Collected data >>

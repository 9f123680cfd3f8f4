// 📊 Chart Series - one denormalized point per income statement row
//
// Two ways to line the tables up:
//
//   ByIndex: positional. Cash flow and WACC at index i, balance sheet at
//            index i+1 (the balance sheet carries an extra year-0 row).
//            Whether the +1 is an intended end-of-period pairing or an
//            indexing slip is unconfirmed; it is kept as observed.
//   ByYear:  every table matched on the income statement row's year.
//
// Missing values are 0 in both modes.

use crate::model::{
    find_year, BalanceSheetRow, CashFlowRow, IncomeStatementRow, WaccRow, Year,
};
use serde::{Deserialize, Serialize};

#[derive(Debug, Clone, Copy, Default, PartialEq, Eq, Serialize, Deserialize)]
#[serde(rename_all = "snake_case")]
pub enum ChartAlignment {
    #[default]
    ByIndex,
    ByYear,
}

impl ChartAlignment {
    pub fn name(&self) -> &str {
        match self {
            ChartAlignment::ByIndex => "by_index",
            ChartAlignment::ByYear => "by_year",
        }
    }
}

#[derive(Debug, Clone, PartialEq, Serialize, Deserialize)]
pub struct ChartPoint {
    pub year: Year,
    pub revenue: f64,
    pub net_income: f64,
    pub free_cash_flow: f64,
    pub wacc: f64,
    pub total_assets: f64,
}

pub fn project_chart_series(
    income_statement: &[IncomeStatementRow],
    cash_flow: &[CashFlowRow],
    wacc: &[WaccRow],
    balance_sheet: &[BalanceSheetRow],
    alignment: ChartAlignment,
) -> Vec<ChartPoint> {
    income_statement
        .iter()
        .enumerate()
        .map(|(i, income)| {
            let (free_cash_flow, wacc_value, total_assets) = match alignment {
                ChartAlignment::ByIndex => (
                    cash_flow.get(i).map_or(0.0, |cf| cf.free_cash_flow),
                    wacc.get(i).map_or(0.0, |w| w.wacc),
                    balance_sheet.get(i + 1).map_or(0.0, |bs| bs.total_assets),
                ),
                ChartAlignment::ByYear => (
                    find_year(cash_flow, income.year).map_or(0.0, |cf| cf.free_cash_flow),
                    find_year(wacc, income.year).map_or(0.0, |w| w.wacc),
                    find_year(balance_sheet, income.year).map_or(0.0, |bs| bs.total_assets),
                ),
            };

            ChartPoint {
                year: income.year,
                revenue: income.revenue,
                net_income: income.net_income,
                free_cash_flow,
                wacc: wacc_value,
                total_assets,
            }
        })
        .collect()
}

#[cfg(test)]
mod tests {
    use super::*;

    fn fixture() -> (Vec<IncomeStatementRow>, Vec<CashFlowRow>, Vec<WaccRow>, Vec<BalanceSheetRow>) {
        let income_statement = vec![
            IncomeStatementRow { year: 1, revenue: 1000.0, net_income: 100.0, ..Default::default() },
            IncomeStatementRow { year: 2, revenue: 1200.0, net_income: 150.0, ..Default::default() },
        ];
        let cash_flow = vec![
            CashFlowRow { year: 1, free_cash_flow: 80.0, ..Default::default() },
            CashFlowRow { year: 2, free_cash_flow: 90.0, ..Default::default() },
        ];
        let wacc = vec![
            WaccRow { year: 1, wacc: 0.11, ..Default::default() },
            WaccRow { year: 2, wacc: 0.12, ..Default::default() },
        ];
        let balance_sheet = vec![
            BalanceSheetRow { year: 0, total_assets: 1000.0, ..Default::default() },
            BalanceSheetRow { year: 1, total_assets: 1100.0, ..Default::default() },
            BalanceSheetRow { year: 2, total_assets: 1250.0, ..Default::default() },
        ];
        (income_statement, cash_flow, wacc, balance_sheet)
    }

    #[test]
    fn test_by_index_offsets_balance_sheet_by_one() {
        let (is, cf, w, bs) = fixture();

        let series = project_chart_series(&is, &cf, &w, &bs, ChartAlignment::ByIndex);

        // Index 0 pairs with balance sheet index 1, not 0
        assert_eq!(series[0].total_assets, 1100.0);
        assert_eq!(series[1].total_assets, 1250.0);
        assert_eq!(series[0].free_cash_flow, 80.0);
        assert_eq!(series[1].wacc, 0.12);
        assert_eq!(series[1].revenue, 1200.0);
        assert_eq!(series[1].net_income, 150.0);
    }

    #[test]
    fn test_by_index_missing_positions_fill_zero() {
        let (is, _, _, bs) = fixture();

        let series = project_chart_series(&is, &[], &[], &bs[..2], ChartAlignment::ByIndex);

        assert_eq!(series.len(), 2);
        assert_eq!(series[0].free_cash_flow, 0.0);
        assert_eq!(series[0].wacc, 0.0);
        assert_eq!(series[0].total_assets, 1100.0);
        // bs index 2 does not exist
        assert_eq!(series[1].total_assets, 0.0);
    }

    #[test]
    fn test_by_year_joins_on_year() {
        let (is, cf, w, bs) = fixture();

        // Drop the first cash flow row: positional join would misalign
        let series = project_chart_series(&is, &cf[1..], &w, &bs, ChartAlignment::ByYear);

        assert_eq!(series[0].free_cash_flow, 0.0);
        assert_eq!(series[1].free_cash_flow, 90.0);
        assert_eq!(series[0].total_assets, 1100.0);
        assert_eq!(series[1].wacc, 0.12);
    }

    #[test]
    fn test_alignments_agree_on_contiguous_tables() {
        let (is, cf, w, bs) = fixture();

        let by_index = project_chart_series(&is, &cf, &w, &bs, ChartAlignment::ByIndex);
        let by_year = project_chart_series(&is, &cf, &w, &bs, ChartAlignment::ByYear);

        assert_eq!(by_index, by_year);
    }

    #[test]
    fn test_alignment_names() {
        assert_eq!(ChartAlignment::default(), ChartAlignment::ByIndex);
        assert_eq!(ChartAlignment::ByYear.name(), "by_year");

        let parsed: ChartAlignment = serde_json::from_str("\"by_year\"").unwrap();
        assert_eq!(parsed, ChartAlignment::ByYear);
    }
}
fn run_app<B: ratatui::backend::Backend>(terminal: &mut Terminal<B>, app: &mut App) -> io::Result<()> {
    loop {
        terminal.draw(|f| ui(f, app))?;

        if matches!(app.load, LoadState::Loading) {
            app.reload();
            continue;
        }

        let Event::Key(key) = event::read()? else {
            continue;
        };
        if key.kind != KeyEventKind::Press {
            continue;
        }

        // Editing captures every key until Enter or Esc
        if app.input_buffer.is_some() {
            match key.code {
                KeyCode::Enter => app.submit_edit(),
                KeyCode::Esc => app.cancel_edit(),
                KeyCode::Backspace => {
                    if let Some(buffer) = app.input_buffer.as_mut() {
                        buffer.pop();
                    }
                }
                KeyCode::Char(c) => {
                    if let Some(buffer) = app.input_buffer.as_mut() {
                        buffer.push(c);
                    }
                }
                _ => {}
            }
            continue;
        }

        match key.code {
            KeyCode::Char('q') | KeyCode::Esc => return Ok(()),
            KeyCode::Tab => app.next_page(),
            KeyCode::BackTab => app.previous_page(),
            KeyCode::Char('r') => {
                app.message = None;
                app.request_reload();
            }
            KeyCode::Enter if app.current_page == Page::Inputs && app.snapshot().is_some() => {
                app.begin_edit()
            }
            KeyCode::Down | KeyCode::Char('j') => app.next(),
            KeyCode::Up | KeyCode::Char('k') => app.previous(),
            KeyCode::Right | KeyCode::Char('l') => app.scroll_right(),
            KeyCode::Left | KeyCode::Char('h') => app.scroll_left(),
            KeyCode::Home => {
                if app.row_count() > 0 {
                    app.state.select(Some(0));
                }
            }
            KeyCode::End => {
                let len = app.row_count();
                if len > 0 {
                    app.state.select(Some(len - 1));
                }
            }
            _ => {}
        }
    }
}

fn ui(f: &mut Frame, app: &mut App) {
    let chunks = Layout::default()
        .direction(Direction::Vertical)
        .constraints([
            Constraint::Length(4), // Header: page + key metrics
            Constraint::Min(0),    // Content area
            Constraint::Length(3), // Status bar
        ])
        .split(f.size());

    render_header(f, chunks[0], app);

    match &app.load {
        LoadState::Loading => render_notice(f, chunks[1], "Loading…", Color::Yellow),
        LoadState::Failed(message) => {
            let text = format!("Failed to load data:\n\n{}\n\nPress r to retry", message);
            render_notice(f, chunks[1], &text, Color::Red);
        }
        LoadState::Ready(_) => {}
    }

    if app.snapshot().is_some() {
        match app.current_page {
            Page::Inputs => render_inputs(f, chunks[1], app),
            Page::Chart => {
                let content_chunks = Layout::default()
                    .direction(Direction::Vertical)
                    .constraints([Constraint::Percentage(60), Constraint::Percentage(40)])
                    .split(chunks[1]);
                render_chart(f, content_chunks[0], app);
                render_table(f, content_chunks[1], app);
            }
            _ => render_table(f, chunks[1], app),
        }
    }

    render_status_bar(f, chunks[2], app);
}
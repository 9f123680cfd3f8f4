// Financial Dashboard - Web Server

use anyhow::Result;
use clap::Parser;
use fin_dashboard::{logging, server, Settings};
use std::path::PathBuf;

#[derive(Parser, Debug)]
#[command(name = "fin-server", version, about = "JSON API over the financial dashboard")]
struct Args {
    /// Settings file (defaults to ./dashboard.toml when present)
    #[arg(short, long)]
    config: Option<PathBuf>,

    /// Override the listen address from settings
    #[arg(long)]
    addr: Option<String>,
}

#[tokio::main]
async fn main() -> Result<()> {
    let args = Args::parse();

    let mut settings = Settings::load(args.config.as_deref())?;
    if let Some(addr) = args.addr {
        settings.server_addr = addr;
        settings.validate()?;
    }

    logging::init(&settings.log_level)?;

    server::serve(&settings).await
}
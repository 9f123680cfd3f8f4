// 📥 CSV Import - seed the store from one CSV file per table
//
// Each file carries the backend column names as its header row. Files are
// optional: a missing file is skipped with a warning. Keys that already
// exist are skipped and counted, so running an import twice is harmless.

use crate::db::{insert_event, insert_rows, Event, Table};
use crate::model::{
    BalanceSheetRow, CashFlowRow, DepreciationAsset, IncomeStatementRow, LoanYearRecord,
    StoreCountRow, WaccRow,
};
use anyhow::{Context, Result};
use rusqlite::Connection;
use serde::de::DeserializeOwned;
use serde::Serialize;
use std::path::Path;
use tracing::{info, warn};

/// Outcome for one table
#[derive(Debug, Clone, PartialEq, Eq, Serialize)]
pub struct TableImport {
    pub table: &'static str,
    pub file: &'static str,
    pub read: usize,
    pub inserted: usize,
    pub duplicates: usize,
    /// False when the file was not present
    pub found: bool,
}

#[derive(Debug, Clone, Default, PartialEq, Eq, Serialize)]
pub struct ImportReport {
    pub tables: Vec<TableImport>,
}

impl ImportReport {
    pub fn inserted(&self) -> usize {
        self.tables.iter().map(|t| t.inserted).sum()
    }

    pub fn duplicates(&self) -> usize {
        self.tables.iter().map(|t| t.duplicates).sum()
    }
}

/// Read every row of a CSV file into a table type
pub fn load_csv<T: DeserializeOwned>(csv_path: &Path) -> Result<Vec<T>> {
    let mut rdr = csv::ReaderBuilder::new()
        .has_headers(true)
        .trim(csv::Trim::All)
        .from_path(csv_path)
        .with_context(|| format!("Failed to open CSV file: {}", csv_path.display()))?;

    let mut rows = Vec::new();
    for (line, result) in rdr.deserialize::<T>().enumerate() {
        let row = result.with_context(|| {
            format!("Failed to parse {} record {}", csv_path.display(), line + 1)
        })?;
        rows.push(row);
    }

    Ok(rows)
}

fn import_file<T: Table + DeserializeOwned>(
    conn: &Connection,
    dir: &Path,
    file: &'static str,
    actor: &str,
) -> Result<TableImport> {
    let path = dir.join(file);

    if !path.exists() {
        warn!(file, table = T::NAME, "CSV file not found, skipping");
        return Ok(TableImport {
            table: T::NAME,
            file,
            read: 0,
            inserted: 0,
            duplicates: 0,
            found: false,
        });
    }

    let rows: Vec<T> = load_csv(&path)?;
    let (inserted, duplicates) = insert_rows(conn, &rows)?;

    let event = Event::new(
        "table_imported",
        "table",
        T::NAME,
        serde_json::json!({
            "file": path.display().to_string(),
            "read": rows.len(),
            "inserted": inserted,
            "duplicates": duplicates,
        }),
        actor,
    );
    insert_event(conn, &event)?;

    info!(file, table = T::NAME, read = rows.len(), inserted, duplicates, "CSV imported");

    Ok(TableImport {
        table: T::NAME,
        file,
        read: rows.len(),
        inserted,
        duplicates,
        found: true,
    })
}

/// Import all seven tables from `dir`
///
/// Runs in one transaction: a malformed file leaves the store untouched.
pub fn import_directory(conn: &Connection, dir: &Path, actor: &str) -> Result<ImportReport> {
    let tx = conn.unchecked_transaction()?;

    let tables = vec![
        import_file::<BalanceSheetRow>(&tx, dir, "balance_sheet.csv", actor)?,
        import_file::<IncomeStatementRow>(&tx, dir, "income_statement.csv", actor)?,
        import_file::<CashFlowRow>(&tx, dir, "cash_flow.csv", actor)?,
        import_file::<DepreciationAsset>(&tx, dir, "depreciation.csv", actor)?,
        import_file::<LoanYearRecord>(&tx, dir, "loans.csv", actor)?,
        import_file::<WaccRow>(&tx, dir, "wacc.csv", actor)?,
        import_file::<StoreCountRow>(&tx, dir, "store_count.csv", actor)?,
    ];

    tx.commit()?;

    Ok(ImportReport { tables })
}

Your instructions >>
Count how many lines in the records above hold the word "inserted", and answer with that number alone.

Task solution >>
8